### WORK ORDER
Restate word for word the span that opens with the line containing "(status = 401, description" and closes with the final line of the data; give only those lines.

[RECORDS FOR THIS EXERCISE Boundary: Start]

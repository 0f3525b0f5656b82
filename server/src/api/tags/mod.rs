pub mod get;
pub mod list;

use crate::AppState;
use axum::routing::get;
use axum::Router;
use utoipa::OpenApi;

/// Returns the router for the read-only tag catalog (mounted at /api/tags)
pub fn router() -> Router<AppState> {
    Router::new()
        .route("/", get(list::list_tags))
        .route("/{id}", get(get::get_tag))
}

#[derive(OpenApi)]
#[openapi(
    paths(list::list_tags, get::get_tag),
    components(schemas(list::TagsResponse, crate::models::Tag))
)]
pub struct ApiDoc;
use crate::api::users::profile::UserProfile;
use crate::api::ErrorResponse;
use crate::auth::AuthUser;
use axum::{http::StatusCode, response::IntoResponse, Json};

#[utoipa::path(
    get,
    path = "/api/users/me",
    tag = "users",
    responses(
        (status = 200, description = "The requesting user's own profile", body = UserProfile),
        (status = 401, description = "Unauthorized", body = ErrorResponse)
    ),
    security(
        ("bearer_auth" = [])
    )
)]
pub async fn me(AuthUser(user): AuthUser) -> impl IntoResponse {
    // Nobody follows themselves, so is_subscribed is always false here
    (StatusCode::OK, Json(UserProfile::new(&user, false))).into_response()
}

[RECORDS FOR THIS EXERCISE Boundary: End]

### YOUR SOLUTION
        (status = 401, description = "Unauthorized", body = ErrorResponse)
    ),
    security(
        ("bearer_auth" = [])
    )
)]
pub async fn me(AuthUser(user): AuthUser) -> impl IntoResponse {
    // Nobody follows themselves, so is_subscribed is always false here
    (StatusCode::OK, Json(UserProfile::new(&user, false))).into_response()
}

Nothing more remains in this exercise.